__WHAT TO DO__. Which lines of the entries hold the string "message"? Copy each one.

__RECORDS TO PROCESS__.
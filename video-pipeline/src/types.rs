use chrono::{DateTime, Utc};
use serde::{Deserialize, Serialize};
use std::collections::BTreeMap;
use std::fmt;
use std::str::FromStr;
use uuid::Uuid;

pub use interfaces::{
    CapabilityError, ChannelKind, FailureKind, KeyMoment, NotificationPayload, Transcript, TranscriptSegment,
};

pub const YOUTUBE_FEED_URL: &str = "https://www.youtube.com/feeds/videos.xml?channel_id=";

pub fn watch_url(video_id: &str) -> String {
    format!("https://www.youtube.com/watch?v={}", video_id)
}

#[derive(Debug, Clone, PartialEq, Eq, Serialize, Deserialize)]
pub struct Channel {
    pub channel_id: String,
    pub name: String,
    pub feed_url: String,
}

impl Channel {
    /// Channel backed by the public per-channel RSS feed.
    pub fn youtube(channel_id: &str, name: &str) -> Self {
        Self {
            channel_id: channel_id.to_string(),
            name: name.to_string(),
            feed_url: format!("{}{}", YOUTUBE_FEED_URL, channel_id),
        }
    }
}

/// A feed entry observed in one poll, not yet checked against history.
#[derive(Debug, Clone, PartialEq, Serialize, Deserialize)]
pub struct Candidate {
    pub video_id: String,
    pub channel_id: String,
    pub title: String,
    pub published_at: DateTime<Utc>,
    pub url: String,
}

#[derive(Debug, Clone, Copy, PartialEq, Eq, Hash, PartialOrd, Ord, Serialize, Deserialize)]
#[serde(rename_all = "snake_case")]
pub enum Stage {
    Transcribe,
    Summarize,
    ExtractKeyMoments,
    Notify,
}

impl Stage {
    pub const ALL: [Stage; 4] = [Stage::Transcribe, Stage::Summarize, Stage::ExtractKeyMoments, Stage::Notify];

    pub fn as_str(&self) -> &'static str {
        match self {
            Stage::Transcribe => "transcribe",
            Stage::Summarize => "summarize",
            Stage::ExtractKeyMoments => "extract_key_moments",
            Stage::Notify => "notify",
        }
    }

    pub fn in_progress(&self) -> VideoStatus {
        match self {
            Stage::Transcribe => VideoStatus::Transcribing,
            Stage::Summarize => VideoStatus::Summarizing,
            Stage::ExtractKeyMoments => VideoStatus::ExtractingMoments,
            Stage::Notify => VideoStatus::Notifying,
        }
    }

    pub fn completed(&self) -> VideoStatus {
        match self {
            Stage::Transcribe => VideoStatus::Transcribed,
            Stage::Summarize => VideoStatus::Summarized,
            Stage::ExtractKeyMoments => VideoStatus::MomentsExtracted,
            Stage::Notify => VideoStatus::Done,
        }
    }

    pub fn next(&self) -> Option<Stage> {
        match self {
            Stage::Transcribe => Some(Stage::Summarize),
            Stage::Summarize => Some(Stage::ExtractKeyMoments),
            Stage::ExtractKeyMoments => Some(Stage::Notify),
            Stage::Notify => None,
        }
    }
}

impl fmt::Display for Stage {
    fn fmt(&self, f: &mut fmt::Formatter<'_>) -> fmt::Result {
        f.write_str(self.as_str())
    }
}

impl FromStr for Stage {
    type Err = PipelineError;

    fn from_str(value: &str) -> Result<Self> {
        Stage::ALL
            .into_iter()
            .find(|stage| stage.as_str() == value)
            .ok_or_else(|| PipelineError::CorruptRecord(format!("unknown stage '{}'", value)))
    }
}

/// Processing status of a video. `Done` and `Failed` are terminal for a run.
#[derive(Debug, Clone, Copy, PartialEq, Eq, Hash)]
pub enum VideoStatus {
    Discovered,
    Transcribing,
    Transcribed,
    Summarizing,
    Summarized,
    ExtractingMoments,
    MomentsExtracted,
    Notifying,
    Done,
    Failed(Stage),
}

impl VideoStatus {
    pub fn is_terminal(&self) -> bool {
        matches!(self, VideoStatus::Done | VideoStatus::Failed(_))
    }

    /// The stage a run has to execute next to make progress from this status.
    /// An in-progress status resumes its own stage.
    pub fn resume_stage(&self) -> Option<Stage> {
        match self {
            VideoStatus::Discovered | VideoStatus::Transcribing => Some(Stage::Transcribe),
            VideoStatus::Transcribed | VideoStatus::Summarizing => Some(Stage::Summarize),
            VideoStatus::Summarized | VideoStatus::ExtractingMoments => Some(Stage::ExtractKeyMoments),
            VideoStatus::MomentsExtracted | VideoStatus::Notifying => Some(Stage::Notify),
            VideoStatus::Done | VideoStatus::Failed(_) => None,
        }
    }

    /// Transitions reachable without an explicit re-run request.
    pub fn can_advance_to(&self, next: VideoStatus) -> bool {
        match (*self, next) {
            (VideoStatus::Done, _) | (VideoStatus::Failed(_), _) => false,
            (current, VideoStatus::Failed(stage)) => current == stage.in_progress(),
            (current, target) => match self.resume_stage() {
                Some(stage) if current == stage.in_progress() => {
                    target == stage.in_progress() || target == stage.completed()
                }
                Some(stage) => target == stage.in_progress(),
                None => false,
            },
        }
    }

    pub fn as_db_str(&self) -> String {
        match self {
            VideoStatus::Discovered => "discovered".to_string(),
            VideoStatus::Transcribing => "transcribing".to_string(),
            VideoStatus::Transcribed => "transcribed".to_string(),
            VideoStatus::Summarizing => "summarizing".to_string(),
            VideoStatus::Summarized => "summarized".to_string(),
            VideoStatus::ExtractingMoments => "extracting_moments".to_string(),
            VideoStatus::MomentsExtracted => "moments_extracted".to_string(),
            VideoStatus::Notifying => "notifying".to_string(),
            VideoStatus::Done => "done".to_string(),
            VideoStatus::Failed(stage) => format!("failed:{}", stage),
        }
    }
}

impl fmt::Display for VideoStatus {
    fn fmt(&self, f: &mut fmt::Formatter<'_>) -> fmt::Result {
        f.write_str(&self.as_db_str())
    }
}

impl FromStr for VideoStatus {
    type Err = PipelineError;

    fn from_str(value: &str) -> Result<Self> {
        let status = match value {
            "discovered" => VideoStatus::Discovered,
            "transcribing" => VideoStatus::Transcribing,
            "transcribed" => VideoStatus::Transcribed,
            "summarizing" => VideoStatus::Summarizing,
            "summarized" => VideoStatus::Summarized,
            "extracting_moments" => VideoStatus::ExtractingMoments,
            "moments_extracted" => VideoStatus::MomentsExtracted,
            "notifying" => VideoStatus::Notifying,
            "done" => VideoStatus::Done,
            other => match other.strip_prefix("failed:") {
                Some(stage) => VideoStatus::Failed(stage.parse()?),
                None => return Err(PipelineError::CorruptRecord(format!("unknown status '{}'", other))),
            },
        };
        Ok(status)
    }
}

impl Serialize for VideoStatus {
    fn serialize<S: serde::Serializer>(&self, serializer: S) -> std::result::Result<S::Ok, S::Error> {
        serializer.serialize_str(&self.as_db_str())
    }
}

impl<'de> Deserialize<'de> for VideoStatus {
    fn deserialize<D: serde::Deserializer<'de>>(deserializer: D) -> std::result::Result<Self, D::Error> {
        let raw = String::deserialize(deserializer)?;
        raw.parse().map_err(serde::de::Error::custom)
    }
}

/// Persistent row of the dedup store, keyed by `video_id`.
#[derive(Debug, Clone, PartialEq, Serialize, Deserialize)]
pub struct ProcessingRecord {
    pub video_id: String,
    pub channel_id: String,
    pub title: String,
    pub first_seen_at: DateTime<Utc>,
    pub status: VideoStatus,
    pub last_attempt_at: Option<DateTime<Utc>>,
    /// Attempts of the stage currently in progress (or last attempted).
    pub attempt_count: u32,
    pub stage_results: BTreeMap<Stage, Option<String>>,
}

impl ProcessingRecord {
    pub fn empty_stage_results() -> BTreeMap<Stage, Option<String>> {
        Stage::ALL.into_iter().map(|stage| (stage, None)).collect()
    }

    pub fn stage_result(&self, stage: Stage) -> Option<&str> {
        self.stage_results.get(&stage).and_then(|value| value.as_deref())
    }
}

/// One row of the append-only attempt log.
#[derive(Debug, Clone, PartialEq, Serialize, Deserialize)]
pub struct StageAttempt {
    pub video_id: String,
    pub stage: Stage,
    pub status: VideoStatus,
    pub result_ref: Option<String>,
    pub attempted_at: DateTime<Utc>,
}

/// Output of the notify stage: the chat targets that accepted the payload.
#[derive(Debug, Clone, Default, PartialEq, Serialize, Deserialize)]
pub struct DeliveryReceipt {
    pub delivered: Vec<ChannelKind>,
}

#[derive(Debug, Clone, PartialEq, Serialize, Deserialize)]
pub struct StageFailure {
    pub stage: Stage,
    pub kind: FailureKind,
    pub message: String,
    pub attempts: u32,
}

impl StageFailure {
    /// Compact form kept in `stage_results` of a failed record.
    pub fn result_ref(&self) -> String {
        format!("{}: {}", self.kind, self.message)
    }
}

#[derive(Debug, Clone, Copy, PartialEq, Eq, Serialize, Deserialize)]
#[serde(rename_all = "snake_case")]
pub enum RunMode {
    Full,
    /// Discovery and dedup check only, no stage execution and no writes.
    DryRun,
}

#[derive(Debug, Clone, PartialEq, Serialize, Deserialize)]
#[serde(tag = "outcome", rename_all = "snake_case")]
pub enum Disposition {
    Completed,
    Failed(StageFailure),
    SkippedDuplicate,
    SkippedFailed { stage: Stage },
    Pending,
}

#[derive(Debug, Clone, PartialEq, Serialize, Deserialize)]
pub struct VideoOutcome {
    pub video_id: String,
    pub channel_id: String,
    pub channel_name: String,
    pub title: String,
    pub url: String,
    pub published_at: Option<DateTime<Utc>>,
    pub status: VideoStatus,
    pub disposition: Disposition,
    /// Reference to the final artifact (the summary digest) when one exists.
    pub artifact_ref: Option<String>,
    pub summary: Option<String>,
    pub key_moments: Vec<KeyMoment>,
}

#[derive(Debug, Clone, Default, PartialEq, Serialize, Deserialize)]
pub struct ChannelReport {
    pub channel_id: String,
    pub name: String,
    pub candidates: usize,
    pub malformed: usize,
    pub warning: Option<String>,
}

#[derive(Debug, Clone, Copy, Default, PartialEq, Eq, Serialize, Deserialize)]
pub struct RunCounts {
    pub discovered: usize,
    pub skipped_duplicate: usize,
    pub skipped_failed: usize,
    pub succeeded: usize,
    pub failed: usize,
    pub pending: usize,
}

impl RunCounts {
    pub fn record(&mut self, disposition: &Disposition) {
        match disposition {
            Disposition::Completed => self.succeeded += 1,
            Disposition::Failed(_) => self.failed += 1,
            Disposition::SkippedDuplicate => self.skipped_duplicate += 1,
            Disposition::SkippedFailed { .. } => self.skipped_failed += 1,
            Disposition::Pending => self.pending += 1,
        }
    }
}

/// Aggregate of one orchestrator invocation, consumed by the digest emitter.
#[derive(Debug, Clone, PartialEq, Serialize, Deserialize)]
pub struct RunResult {
    pub run_id: Uuid,
    pub mode: RunMode,
    pub started_at: DateTime<Utc>,
    pub finished_at: DateTime<Utc>,
    pub lookback_seconds: i64,
    pub videos: Vec<VideoOutcome>,
    pub counts: RunCounts,
    pub channels: Vec<ChannelReport>,
    pub warnings: Vec<String>,
}

impl RunResult {
    pub fn failures(&self) -> impl Iterator<Item = (&VideoOutcome, &StageFailure)> {
        self.videos.iter().filter_map(|video| match &video.disposition {
            Disposition::Failed(failure) => Some((video, failure)),
            _ => None,
        })
    }

    pub fn completed(&self) -> impl Iterator<Item = &VideoOutcome> {
        self.videos
            .iter()
            .filter(|video| video.disposition == Disposition::Completed)
    }
}

#[derive(Debug, Clone)]
pub struct FetchConfig {
    pub user_agent: String,
    pub timeout_seconds: u64,
    pub max_retries: u32,
    pub retry_delay_seconds: u64,
    pub max_feed_size_mb: usize,
    pub max_redirects: usize,
}

impl Default for FetchConfig {
    fn default() -> Self {
        Self {
            user_agent: "video-pipeline/0.1".to_string(),
            timeout_seconds: 15,
            max_retries: 2,
            retry_delay_seconds: 1,
            max_feed_size_mb: 10,
            max_redirects: 5,
        }
    }
}

#[derive(Debug, thiserror::Error)]
pub enum PipelineError {
    #[error("Channel not found: {channel_id}")]
    ChannelNotFound { channel_id: String },

    #[error("Feed unavailable for channel {channel_id}: {reason}")]
    FeedUnavailable { channel_id: String, reason: String },

    #[error("Malformed feed entry: {0}")]
    MalformedEntry(String),

    #[error("Unknown video: {video_id}")]
    UnknownVideo { video_id: String },

    #[error("Invalid status transition for {video_id}: {from} -> {to}")]
    InvalidTransition {
        video_id: String,
        from: VideoStatus,
        to: VideoStatus,
    },

    #[error("Store unavailable: {0}")]
    StoreUnavailable(#[from] sqlx::Error),

    #[error("Corrupt record: {0}")]
    CorruptRecord(String),

    #[error("HTTP error: {0}")]
    Http(#[from] reqwest::Error),

    #[error("HTTP {status} from {url}")]
    HttpStatus { url: String, status: u16 },

    #[error("Response from {url} too large: {size_mb}MB")]
    ResponseTooLarge { url: String, size_mb: usize },

    #[error("Invalid URL: {0}")]
    InvalidUrl(#[from] url::ParseError),

    #[error("IO error: {0}")]
    Io(#[from] std::io::Error),

    #[error("Serialization error: {0}")]
    Serialization(#[from] serde_json::Error),

    #[error("Configuration error: {0}")]
    Config(String),
}

impl PipelineError {
    /// Errors that break the durability guarantee and must abort the run.
    pub fn is_fatal(&self) -> bool {
        matches!(self, PipelineError::StoreUnavailable(_) | PipelineError::CorruptRecord(_))
    }
}

pub type Result<T> = std::result::Result<T, PipelineError>;

#[cfg(test)]
mod tests {
    use super::*;

    #[test]
    fn status_round_trips_through_db_form() {
        for status in [
            VideoStatus::Discovered,
            VideoStatus::MomentsExtracted,
            VideoStatus::Done,
            VideoStatus::Failed(Stage::ExtractKeyMoments),
        ] {
            assert_eq!(status.as_db_str().parse::<VideoStatus>().unwrap(), status);
        }
        assert!("failed:nope".parse::<VideoStatus>().is_err());
        assert!("finished".parse::<VideoStatus>().is_err());
    }

    #[test]
    fn state_machine_allows_only_forward_steps() {
        use VideoStatus::*;

        assert!(Discovered.can_advance_to(Transcribing));
        assert!(Transcribing.can_advance_to(Transcribing));
        assert!(Transcribing.can_advance_to(Transcribed));
        assert!(Transcribing.can_advance_to(Failed(Stage::Transcribe)));
        assert!(Transcribed.can_advance_to(Summarizing));
        assert!(MomentsExtracted.can_advance_to(Notifying));
        assert!(Notifying.can_advance_to(Done));

        assert!(!Discovered.can_advance_to(Transcribed));
        assert!(!Transcribed.can_advance_to(Failed(Stage::Summarize)));
        assert!(!Summarizing.can_advance_to(Failed(Stage::Transcribe)));
        assert!(!Done.can_advance_to(Transcribing));
        assert!(!Failed(Stage::Summarize).can_advance_to(Summarizing));
    }

    #[test]
    fn resume_stage_follows_last_committed_status() {
        assert_eq!(VideoStatus::Discovered.resume_stage(), Some(Stage::Transcribe));
        assert_eq!(VideoStatus::Transcribed.resume_stage(), Some(Stage::Summarize));
        assert_eq!(VideoStatus::Notifying.resume_stage(), Some(Stage::Notify));
        assert_eq!(VideoStatus::Done.resume_stage(), None);
        assert_eq!(VideoStatus::Failed(Stage::Notify).resume_stage(), None);
    }
}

__RESULT FOR THIS TASK__.
    pub message: String,
        format!("{}: {}", self.kind, self.message)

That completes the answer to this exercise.